積立額を増やすなら、相場が上がった下がったではなく、家計に変化があったときに考えるのが自然です。
- 昇給して手取りが増えた
- 固定費を見直して毎月の余力が増えた
- 車のローンや教育費の負担が軽くなった
- 生活防衛資金が十分たまった
こういうときに少しずつ増やすのは、無理が少ないと思います。
反対に、相場が好調だからといって急に増やしたり、下がったから不安で止めたりすると、家計ではなく気分で動くことになりやすいです。
相場は読めません。だからこそ、積立額は相場ではなく家計基準で決める。このほうが、続けるうえでは安定しやすいと感じています。
無理な積立額にしないほうがいい理由
積立額を無理に増やさないほうがいいのは、単に生活が苦しくなるから、というだけではありません。
家計に余裕がない状態だと、相場が下がったときに不安が大きくなりやすいです。すると、積立を止めたり、売ったり、設定を何度も変えたりしやすくなります。
売買が増えると、利益が出ていた場合は税金がかかりますし、税の先送りもしにくくなります。そもそも、タイミングよく売買するのは難しいです。
それなら、最初から無理のない積立額にして、淡々と続けたほうが再現性は高いと思っています。
投資に時間をかけすぎず、空いた時間は本業や副業、家族との時間に回す。そのくらいの距離感が、長く続けるにはちょうどいいのかもしれません。
よくある質問
積立投資は月5000円でも意味がありますか?
あります。積立投資は一度に大きく増やす投資ではなく、長い時間をかけて資産を積み上げていく投資です。
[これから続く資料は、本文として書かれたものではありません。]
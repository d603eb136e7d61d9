//! # Required Extensions
//!
//! The table of bundle extensions Porter recognises and the readers that
//! turn each `custom` entry into a typed value.
//!
//! Matching accepts the full key or the legacy shorthand: older bundles
//! list `dependencies` instead of `io.cnab.dependencies`.

use super::ExtendedBundle;
use super::dependencies::{DeclaredDependencies, DependenciesV1, DependenciesV2};
use crate::types::{PorterError, Result};
use serde::de::DeserializeOwned;
use serde::{Deserialize, Serialize};
use serde_json::Value as JsonValue;
use std::collections::BTreeMap;

// =============================================================================
// KEYS
// =============================================================================

pub const DEPENDENCIES_V1_SHORTHAND: &str = "dependencies";
pub const DEPENDENCIES_V1_KEY: &str = "io.cnab.dependencies";

pub const DEPENDENCIES_V2_SHORTHAND: &str = "dependencies@v2";
pub const DEPENDENCIES_V2_KEY: &str = "org.getporter.dependencies@v2";

pub const PARAMETER_SOURCES_SHORTHAND: &str = "parameter-sources";
pub const PARAMETER_SOURCES_KEY: &str = "io.cnab.parameter-sources";

pub const DOCKER_SHORTHAND: &str = "docker";
pub const DOCKER_KEY: &str = "io.cnab.docker";

pub const FILE_PARAMETERS_SHORTHAND: &str = "file-parameters";
pub const FILE_PARAMETERS_KEY: &str = "sh.porter.file-parameters";

pub const DIRECTORY_PARAMETER_SHORTHAND: &str = "directory-parameter";
pub const DIRECTORY_PARAMETER_KEY: &str = "sh.porter.directory-parameter";

// =============================================================================
// EXTENSION PAYLOADS
// =============================================================================

/// Host access requested by the docker extension.
#[derive(Debug, Clone, Copy, PartialEq, Eq, Serialize, Deserialize, Default)]
pub struct Docker {
    #[serde(default)]
    pub privileged: bool,
}

/// A bind mount backing a directory parameter.
#[derive(Debug, Clone, PartialEq, Eq, Serialize, Deserialize, Default)]
#[serde(rename_all = "camelCase")]
pub struct MountSource {
    #[serde(default, skip_serializing_if = "String::is_empty")]
    pub name: String,
    #[serde(default, skip_serializing_if = "String::is_empty")]
    pub source: String,
    #[serde(default, skip_serializing_if = "String::is_empty")]
    pub target: String,
    #[serde(default)]
    pub read_only: bool,
}

#[derive(Debug, Clone, PartialEq, Eq, Serialize, Deserialize, Default)]
pub struct DirectoryDetails {
    #[serde(default, skip_serializing_if = "String::is_empty")]
    pub kind: String,
    #[serde(default)]
    pub writeable: bool,
    #[serde(default, skip_serializing_if = "Option::is_none")]
    pub uid: Option<u32>,
    #[serde(default, skip_serializing_if = "Option::is_none")]
    pub gid: Option<u32>,
    #[serde(default, skip_serializing_if = "Option::is_none")]
    pub mount: Option<MountSource>,
}

/// One way a parameter can be filled at run time.
#[derive(Debug, Clone, PartialEq, Eq)]
pub enum ParameterSourceDefinition {
    /// The last value of an output on the same installation.
    Output { name: String },
    /// An output of a dependency installation.
    DependencyOutput { dependency: String, name: String },
}

impl ParameterSourceDefinition {
    pub const OUTPUT: &'static str = "output";
    pub const DEPENDENCY_OUTPUT: &'static str = "dependencies.output";

    fn key(&self) -> &'static str {
        match self {
            Self::Output { .. } => Self::OUTPUT,
            Self::DependencyOutput { .. } => Self::DEPENDENCY_OUTPUT,
        }
    }

    fn decode(key: &str, raw: JsonValue) -> std::result::Result<Self, String> {
        #[derive(Deserialize)]
        struct OutputRaw {
            name: String,
        }
        #[derive(Deserialize)]
        struct DependencyOutputRaw {
            dependency: String,
            name: String,
        }
        match key {
            Self::OUTPUT => serde_json::from_value::<OutputRaw>(raw)
                .map(|o| Self::Output { name: o.name })
                .map_err(|e| e.to_string()),
            Self::DEPENDENCY_OUTPUT => serde_json::from_value::<DependencyOutputRaw>(raw)
                .map(|o| Self::DependencyOutput {
                    dependency: o.dependency,
                    name: o.name,
                })
                .map_err(|e| e.to_string()),
            other => Err(format!("unsupported parameter source key {other}")),
        }
    }

    fn encode(&self) -> JsonValue {
        match self {
            Self::Output { name } => serde_json::json!({ "name": name }),
            Self::DependencyOutput { dependency, name } => {
                serde_json::json!({ "dependency": dependency, "name": name })
            }
        }
    }
}

/// The sources a single parameter can draw from, with their priority.
#[derive(Debug, Clone, PartialEq, Eq, Default)]
pub struct ParameterSource {
    pub priority: Vec<String>,
    pub sources: BTreeMap<String, ParameterSourceDefinition>,
}

impl ParameterSource {
    /// Add a source, appending its kind to the priority list.
    pub fn add(&mut self, source: ParameterSourceDefinition) {
        let key = source.key().to_string();
        if !self.priority.contains(&key) {
            self.priority.push(key.clone());
        }
        self.sources.insert(key, source);
    }

    /// Sources in priority order; kinds missing from `priority` follow.
    pub fn list_by_priority(&self) -> Vec<&ParameterSourceDefinition> {
        let mut out: Vec<&ParameterSourceDefinition> = self
            .priority
            .iter()
            .filter_map(|k| self.sources.get(k))
            .collect();
        for (key, source) in &self.sources {
            if !self.priority.contains(key) {
                out.push(source);
            }
        }
        out
    }
}

impl Serialize for ParameterSource {
    fn serialize<S: serde::Serializer>(&self, s: S) -> std::result::Result<S::Ok, S::Error> {
        #[derive(Serialize)]
        struct Wire<'a> {
            priority: &'a [String],
            sources: BTreeMap<&'a str, JsonValue>,
        }
        let sources = self
            .sources
            .iter()
            .map(|(k, v)| (k.as_str(), v.encode()))
            .collect();
        Wire {
            priority: &self.priority,
            sources,
        }
        .serialize(s)
    }
}

impl<'de> Deserialize<'de> for ParameterSource {
    fn deserialize<D: serde::Deserializer<'de>>(d: D) -> std::result::Result<Self, D::Error> {
        #[derive(Deserialize)]
        struct Wire {
            #[serde(default)]
            priority: Vec<String>,
            #[serde(default)]
            sources: BTreeMap<String, JsonValue>,
        }
        let wire = Wire::deserialize(d)?;
        let mut sources = BTreeMap::new();
        for (key, raw) in wire.sources {
            let def =
                ParameterSourceDefinition::decode(&key, raw).map_err(serde::de::Error::custom)?;
            sources.insert(key, def);
        }
        Ok(Self {
            priority: wire.priority,
            sources,
        })
    }
}

/// Parameter name to its sources.
pub type ParameterSources = BTreeMap<String, ParameterSource>;

// =============================================================================
// EXTENSION TABLE
// =============================================================================

/// The typed value a reader produced.
#[derive(Debug, Clone, PartialEq)]
pub enum ExtensionData {
    DependenciesV1(DependenciesV1),
    DependenciesV2(DependenciesV2),
    ParameterSources(ParameterSources),
    Docker(Docker),
    FileParameters,
    DirectoryParameters(Vec<DirectoryDetails>),
}

/// An entry in the supported-extension table.
#[derive(Debug, Clone, Copy)]
pub struct RequiredExtension {
    pub shorthand: &'static str,
    pub key: &'static str,
    pub reader: fn(&ExtendedBundle) -> Result<ExtensionData>,
}

impl RequiredExtension {
    pub fn matches(&self, name: &str) -> bool {
        name == self.key || name == self.shorthand
    }
}

static SUPPORTED: [RequiredExtension; 6] = [
    RequiredExtension {
        shorthand: DEPENDENCIES_V1_SHORTHAND,
        key: DEPENDENCIES_V1_KEY,
        reader: |b| b.read_dependencies_v1().map(ExtensionData::DependenciesV1),
    },
    RequiredExtension {
        shorthand: DEPENDENCIES_V2_SHORTHAND,
        key: DEPENDENCIES_V2_KEY,
        reader: |b| b.read_dependencies_v2().map(ExtensionData::DependenciesV2),
    },
    RequiredExtension {
        shorthand: PARAMETER_SOURCES_SHORTHAND,
        key: PARAMETER_SOURCES_KEY,
        reader: |b| b.read_parameter_sources().map(ExtensionData::ParameterSources),
    },
    RequiredExtension {
        shorthand: DOCKER_SHORTHAND,
        key: DOCKER_KEY,
        reader: |b| b.read_docker().map(ExtensionData::Docker),
    },
    RequiredExtension {
        shorthand: FILE_PARAMETERS_SHORTHAND,
        key: FILE_PARAMETERS_KEY,
        reader: |_| Ok(ExtensionData::FileParameters),
    },
    RequiredExtension {
        shorthand: DIRECTORY_PARAMETER_SHORTHAND,
        key: DIRECTORY_PARAMETER_KEY,
        reader: |b| b.read_directory_parameters().map(ExtensionData::DirectoryParameters),
    },
];

/// Every extension this build understands.
pub fn supported_extensions() -> &'static [RequiredExtension] {
    &SUPPORTED
}

/// Look up an extension by full key or shorthand.
pub fn get_supported_extension(name: &str) -> Result<&'static RequiredExtension> {
    SUPPORTED
        .iter()
        .find(|e| e.matches(name))
        .ok_or_else(|| PorterError::UnsupportedExtension(name.to_string()))
}

/// Typed extension values keyed by canonical extension key.
#[derive(Debug, Clone, PartialEq, Default)]
pub struct ProcessedExtensions(pub BTreeMap<String, ExtensionData>);

impl ProcessedExtensions {
    pub fn keys(&self) -> impl Iterator<Item = &str> {
        self.0.keys().map(String::as_str)
    }

    pub fn contains(&self, key: &str) -> bool {
        self.0.contains_key(key)
    }

    pub fn docker(&self) -> Option<Docker> {
        match self.0.get(DOCKER_KEY) {
            Some(ExtensionData::Docker(d)) => Some(*d),
            _ => None,
        }
    }

    pub fn parameter_sources(&self) -> Option<&ParameterSources> {
        match self.0.get(PARAMETER_SOURCES_KEY) {
            Some(ExtensionData::ParameterSources(p)) => Some(p),
            _ => None,
        }
    }

    pub fn file_parameter_support(&self) -> bool {
        self.contains(FILE_PARAMETERS_KEY)
    }

    pub fn directory_parameter_support(&self) -> bool {
        self.contains(DIRECTORY_PARAMETER_KEY)
    }
}

// =============================================================================
// READERS
// =============================================================================

impl ExtendedBundle {
    /// True when `key` (or its shorthand) is listed as required.
    pub fn supports_extension(&self, key: &str) -> bool {
        let wanted = SUPPORTED.iter().find(|e| e.matches(key));
        self.required_extensions.iter().any(|ext| match wanted {
            Some(e) => e.matches(ext),
            None => ext == key,
        })
    }

    /// Run the reader of every required extension.
    ///
    /// Fails on the first unrecognised or unreadable extension.
    pub fn process_required_extensions(&self) -> Result<ProcessedExtensions> {
        let mut processed = BTreeMap::new();
        for name in &self.required_extensions {
            let ext = get_supported_extension(name)?;
            let data = (ext.reader)(self).map_err(|e| {
                PorterError::Validation(format!("unable to process extension: {}: {e}", ext.key))
            })?;
            processed.insert(ext.key.to_string(), data);
        }
        Ok(ProcessedExtensions(processed))
    }

    fn read_custom<T: DeserializeOwned>(&self, key: &str) -> Result<T> {
        let raw = self
            .custom
            .get(key)
            .ok_or_else(|| PorterError::ExtensionNotPresent(key.to_string()))?;
        serde_json::from_value(raw.clone()).map_err(|e| {
            PorterError::Serialization(format!("could not unmarshal the {key} extension: {e}"))
        })
    }

    pub fn read_dependencies_v1(&self) -> Result<DependenciesV1> {
        self.read_custom::<DependenciesV1>(DEPENDENCIES_V1_KEY)
            .map(DependenciesV1::with_names)
    }

    pub fn read_dependencies_v2(&self) -> Result<DependenciesV2> {
        self.read_custom::<DependenciesV2>(DEPENDENCIES_V2_KEY)
            .map(DependenciesV2::with_names)
    }

    pub fn read_parameter_sources(&self) -> Result<ParameterSources> {
        self.read_custom(PARAMETER_SOURCES_KEY)
    }

    pub fn read_docker(&self) -> Result<Docker> {
        match self.custom.get(DOCKER_KEY) {
            None => Err(PorterError::ExtensionNotPresent(format!(
                "{DOCKER_KEY}: no custom extension configuration found"
            ))),
            Some(raw) => serde_json::from_value(raw.clone()).map_err(|e| {
                PorterError::Serialization(format!("could not unmarshal the {DOCKER_KEY} extension: {e}"))
            }),
        }
    }

    /// Directory parameters sorted by parameter name.
    pub fn read_directory_parameters(&self) -> Result<Vec<DirectoryDetails>> {
        match self.custom.get(DIRECTORY_PARAMETER_KEY) {
            None | Some(JsonValue::Null) => Ok(Vec::new()),
            Some(raw) => {
                let dirs: BTreeMap<String, DirectoryDetails> =
                    serde_json::from_value(raw.clone()).map_err(|e| {
                        PorterError::Serialization(format!(
                            "could not unmarshal the {DIRECTORY_PARAMETER_KEY} extension: {e}"
                        ))
                    })?;
                Ok(dirs.into_values().collect())
            }
        }
    }

    pub fn has_dependencies_v1(&self) -> bool {
        self.custom.contains_key(DEPENDENCIES_V1_KEY)
    }

    pub fn has_dependencies_v2(&self) -> bool {
        self.custom.contains_key(DEPENDENCIES_V2_KEY)
    }

    /// The dependency declarations in effect. v2 wins when both are present.
    pub fn dependencies(&self) -> Result<Option<DeclaredDependencies>> {
        if self.has_dependencies_v2() {
            return self.read_dependencies_v2().map(|d| Some(DeclaredDependencies::V2(d)));
        }
        if self.has_dependencies_v1() {
            return self.read_dependencies_v1().map(|d| Some(DeclaredDependencies::V1(d)));
        }
        Ok(None)
    }

    /// Parameter sources, or an empty map when the bundle declares none.
    pub fn parameter_sources(&self) -> Result<ParameterSources> {
        if !self.custom.contains_key(PARAMETER_SOURCES_KEY) {
            return Ok(ParameterSources::new());
        }
        self.read_parameter_sources()
    }
}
月5000円でも20年続ければまとまった金額になります。
大切なのは金額よりも続けることです。
積立額は途中で変更しても大丈夫ですか?
問題ありません。収入が増えたときや家計に余裕ができたときに増額する人も多いです。
逆に生活費が増えたときは減額することもできます。
積立投資は長く続けることが重要なので、無理のない金額に調整することが大切です。
NISAのつみたて投資枠は満額使ったほうがいいですか?
無理に満額使う必要はありません。
家計に余裕がある範囲で利用することが大切です。
途中で増額することもできるので、まずは無理のない金額から始める人も多いです。
まとめ|積立投資はいくらかより、続けられる家計かどうか
積立投資の金額は、平均から決めるものでも、誰かの正解を真似するものでもないと思っています。
大切なのは、
- 生活を崩さないこと
- 無理なく続けられること
- 家計の変化に合わせて調整できること
この3つです。
最初は月5,000円でもかまいません。実際、私もそこから積み上がっていく感覚を体験しました。
少額から始めて、家計が整えば増やす。増やせない時期はそのまま続ける。場合によっては減らす。そうやって生活に合わせて付き合っていくのが、積立投資らしい形ではないかと思います。
大きく始めることより、長く続くこと。そのほうが、あとでじわじわ効いてくるかもしれません。
※本記事は筆者個人の経験や考え方をもとにした内容であり、特定の金融商品や投資手法を推奨するものではありません。
投資には価格変動リスクがあり、元本割れの可能性があります。最終的な投資判断はご自身の家計状況や目的を踏まえて行ってください。